Graphs in Python - Theory and Implementation - Representing Graphs in Code

Representing Graphs in Code

Graphs in Python can be represented in several different ways. The most notable ones are adjacency matrices, adjacency lists, and lists of edges. In this guide, we'll cover all of them. When implementing graphs, you can switch between these types of representations at your leisure.

First of all, we'll quickly recap graph theory, then explain data structures you can use to represent a graph, and, finally, give you a practical implementation for each representation.

Note: The implementations found in this lesson can be found in the following GitHub repo.

What Is a Graph - In Short

Let's quickly skim over basic definitions regarding graphs once again. A graph is a data structure you can use to model hierarchy and relationships between objects. It consists of a set of nodes and a set of edges. Nodes represent individual objects, while edges illustrate relationships between those objects.

Note: Again, the terms 'node' and 'vertex' ('nodes' and 'vertices') are often used interchangeably. In this course, we've opted to use the term node, but it has the same meaning as the term vertex.

If every edge in a graph illustrates a two-way connection, we call that graph undirected. On the other hand, if you can traverse each edge in only one direction, the graph is directed.

Not all nodes of a graph need to be connected with others.

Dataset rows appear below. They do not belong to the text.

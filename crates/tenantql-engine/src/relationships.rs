//! Relationship Analyzer
//!
//! Infers join edges from declared foreign keys and naming conventions, then
//! plans the joins needed to reach a set of tables. Pure and deterministic:
//! the same schema always yields the same edges in the same order.

use inflector::Inflector;
use petgraph::algo::astar;
use petgraph::graph::{NodeIndex, UnGraph};
use petgraph::visit::EdgeRef;
use serde::Serialize;
use std::collections::HashMap;
use tenantql_model::{JoinStep, JoinStrategy, JoinType, Table, TenantSchema};

#[derive(Debug, Clone, Copy, PartialEq, Eq, Serialize)]
#[serde(rename_all = "snake_case")]
pub enum EdgeSource {
    /// Declared foreign key
    ForeignKey,
    /// `customer_id` -> `customers.id`
    NamingConvention,
    /// `award_id` -> `award_transactions.id`
    TablePrefix,
    /// Same `_id` column in two tables, neither owning it
    SharedColumn,
}

impl EdgeSource {
    pub fn confidence(&self) -> f64 {
        match self {
            EdgeSource::ForeignKey => 1.0,
            EdgeSource::NamingConvention => 0.9,
            EdgeSource::TablePrefix => 0.7,
            EdgeSource::SharedColumn => 0.5,
        }
    }
}

/// Candidate join edge `from_table.from_column = to_table.to_column`
#[derive(Debug, Clone, PartialEq, Serialize)]
pub struct InferredEdge {
    pub from_table: String,
    pub from_column: String,
    pub to_table: String,
    pub to_column: String,
    pub confidence: f64,
    pub source: EdgeSource,
    /// Whether the referencing column admits NULL
    pub nullable: bool,
}

impl InferredEdge {
    fn new(from: &Table, from_column: &str, to: &Table, to_column: &str, source: EdgeSource) -> Self {
        let nullable = from.column(from_column).map(|c| c.nullable).unwrap_or(true);
        Self {
            from_table: from.name.clone(),
            from_column: from_column.to_string(),
            to_table: to.name.clone(),
            to_column: to_column.to_string(),
            confidence: source.confidence(),
            source,
            nullable,
        }
    }

    pub fn condition(&self) -> String {
        format!(
            "{}.{} = {}.{}",
            self.from_table, self.from_column, self.to_table, self.to_column
        )
    }

    /// INNER only when a declared key guarantees a match
    pub fn join_type(&self) -> JoinType {
        if self.source == EdgeSource::ForeignKey && !self.nullable {
            JoinType::Inner
        } else {
            JoinType::Left
        }
    }

    fn key(&self) -> (String, String) {
        let a = format!("{}.{}", self.from_table, self.from_column).to_lowercase();
        let b = format!("{}.{}", self.to_table, self.to_column).to_lowercase();
        if a <= b {
            (a, b)
        } else {
            (b, a)
        }
    }

    fn touches(&self, table: &str) -> bool {
        self.from_table.eq_ignore_ascii_case(table) || self.to_table.eq_ignore_ascii_case(table)
    }
}

/// All candidate join edges for a schema, best first
pub fn infer_edges(schema: &TenantSchema) -> Vec<InferredEdge> {
    let mut edges: Vec<InferredEdge> = Vec::new();

    for rel in &schema.relationships {
        if let (Some(from), Some(to)) = (schema.table(&rel.table), schema.table(&rel.target_table)) {
            edges.push(InferredEdge::new(
                from,
                &rel.column,
                to,
                &rel.target_column,
                EdgeSource::ForeignKey,
            ));
        }
    }

    for table in &schema.tables {
        for column in &table.columns {
            let lower = column.name.to_lowercase();
            let Some(stem) = lower.strip_suffix("_id").filter(|s| !s.is_empty()) else {
                continue;
            };
            // a table's own key is not a reference
            if column.primary_key && is_self_named(&table.name, stem) {
                continue;
            }
            edges.extend(heuristic_edges(schema, table, &column.name, stem));
        }
    }

    dedupe(edges)
}

fn is_self_named(table: &str, stem: &str) -> bool {
    let table = table.to_lowercase();
    table == stem || table.to_singular() == stem || table.to_plural() == stem
}

fn heuristic_edges(schema: &TenantSchema, table: &Table, column: &str, stem: &str) -> Vec<InferredEdge> {
    let others = schema
        .tables
        .iter()
        .filter(|t| !t.name.eq_ignore_ascii_case(&table.name));

    // customer_id -> customer(s).id / customer(s).customer_id
    let owners: Vec<InferredEdge> = others
        .clone()
        .filter(|t| is_self_named(&t.name, stem))
        .filter_map(|t| {
            key_column(t, column).map(|key| InferredEdge::new(table, column, t, &key, EdgeSource::NamingConvention))
        })
        .collect();
    if !owners.is_empty() {
        return owners;
    }

    // award_id -> award_transactions.id
    let prefix = format!("{}_", stem);
    let prefixed: Vec<InferredEdge> = others
        .clone()
        .filter(|t| t.name.to_lowercase().starts_with(&prefix) && t.has_column("id"))
        .map(|t| InferredEdge::new(table, column, t, "id", EdgeSource::TablePrefix))
        .collect();
    if !prefixed.is_empty() {
        return prefixed;
    }

    others
        .filter(|t| t.has_column(column))
        .map(|t| {
            let to_column = t.column(column).map(|c| c.name.clone()).unwrap_or_else(|| column.to_string());
            InferredEdge::new(table, column, t, &to_column, EdgeSource::SharedColumn)
        })
        .collect()
}

/// Column of `target` that `column` most plausibly points at
fn key_column(target: &Table, column: &str) -> Option<String> {
    if let Some(pk) = target
        .primary_keys()
        .find(|c| c.name.eq_ignore_ascii_case(column) || c.name.eq_ignore_ascii_case("id"))
    {
        return Some(pk.name.clone());
    }
    target
        .column("id")
        .or_else(|| target.column(column))
        .map(|c| c.name.clone())
}

fn dedupe(edges: Vec<InferredEdge>) -> Vec<InferredEdge> {
    let mut best: HashMap<(String, String), InferredEdge> = HashMap::new();
    for edge in edges {
        let key = edge.key();
        match best.get(&key) {
            Some(existing) if existing.confidence >= edge.confidence => {}
            _ => {
                best.insert(key, edge);
            }
        }
    }
    let mut out: Vec<InferredEdge> = best.into_values().collect();
    out.sort_by(|a, b| {
        b.confidence
            .total_cmp(&a.confidence)
            .then_with(|| a.from_table.cmp(&b.from_table))
            .then_with(|| a.from_column.cmp(&b.from_column))
            .then_with(|| a.to_table.cmp(&b.to_table))
    });
    out
}

/// Plan joins from `primary` to every table in `required`.
///
/// Paths minimise the sum of `1 - confidence` per hop, so one declared key is
/// preferred over a chain of guesses. Tables that cannot be reached are
/// listed in `unreachable` rather than silently dropped.
pub fn build_join_strategy(
    schema: &TenantSchema,
    edges: &[InferredEdge],
    primary: &str,
    required: &[String],
) -> JoinStrategy {
    let primary_name = schema
        .table(primary)
        .map(|t| t.name.clone())
        .unwrap_or_else(|| primary.to_string());
    let mut strategy = JoinStrategy::single(primary_name.clone());

    let mut graph: UnGraph<String, usize> = UnGraph::new_undirected();
    let mut nodes: HashMap<String, NodeIndex> = HashMap::new();
    for table in &schema.tables {
        nodes.insert(table.name.to_lowercase(), graph.add_node(table.name.clone()));
    }

    // keep only the strongest edge per table pair; edges are sorted best first
    let mut pairs: HashMap<(NodeIndex, NodeIndex), usize> = HashMap::new();
    for (idx, edge) in edges.iter().enumerate() {
        let (Some(&a), Some(&b)) = (
            nodes.get(&edge.from_table.to_lowercase()),
            nodes.get(&edge.to_table.to_lowercase()),
        ) else {
            continue;
        };
        let pair = if a < b { (a, b) } else { (b, a) };
        if let std::collections::hash_map::Entry::Vacant(slot) = pairs.entry(pair) {
            slot.insert(idx);
            graph.add_edge(a, b, idx);
        }
    }

    let Some(&start) = nodes.get(&primary_name.to_lowercase()) else {
        strategy.unreachable = required
            .iter()
            .filter(|t| !t.eq_ignore_ascii_case(&primary_name))
            .cloned()
            .collect();
        strategy.confidence = 0.0;
        return strategy;
    };

    let mut joined: Vec<NodeIndex> = vec![start];
    let mut confidence: f64 = 1.0;

    for target in required {
        let Some(&goal) = nodes.get(&target.to_lowercase()) else {
            strategy.unreachable.push(target.clone());
            continue;
        };
        if joined.contains(&goal) {
            continue;
        }
        let path = astar(
            &graph,
            start,
            |n| n == goal,
            |e| 1.0 - edges[*e.weight()].confidence + 0.01,
            |_| 0.0,
        );
        let Some((_, path)) = path else {
            strategy.unreachable.push(target.clone());
            continue;
        };

        for hop in path.windows(2) {
            let (from, to) = (hop[0], hop[1]);
            if joined.contains(&to) {
                continue;
            }
            let pair = if from < to { (from, to) } else { (to, from) };
            let Some(&edge_idx) = pairs.get(&pair) else {
                continue;
            };
            let edge = &edges[edge_idx];
            confidence = confidence.min(edge.confidence);
            strategy.joins.push(JoinStep {
                table: graph[to].clone(),
                join_type: edge.join_type(),
                condition: edge.condition(),
            });
            joined.push(to);
        }
    }

    strategy.confidence = confidence;
    strategy
}

/// Edges that involve `table`, for prompts and diagnostics
pub fn edges_for<'a>(edges: &'a [InferredEdge], table: &'a str) -> impl Iterator<Item = &'a InferredEdge> + 'a {
    edges.iter().filter(move |e| e.touches(table))
}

If you can access each node from any other node in a graph - we call that graph connected. But sometimes there are some nodes you can't access from any other node in a graph - that's what disconnected graphs are all about. The common misconception is that every graph has to be connected, but the reality of the matter is that it doesn't - in fact, a graph can contain no edges, just nodes:

From the implementation standpoint, the one last thing we need to cover is the weight of an edge. It is a numeric value assigned to the edge describing how much it costs to traverse that edge. The smaller the weight of an edge, the cheaper it is to traverse it. Based on that, graphs with weights assigned to their edges are called weighted graphs:

Armed with the fundamental knowledge, you can dive deeper into ways to implement a graph!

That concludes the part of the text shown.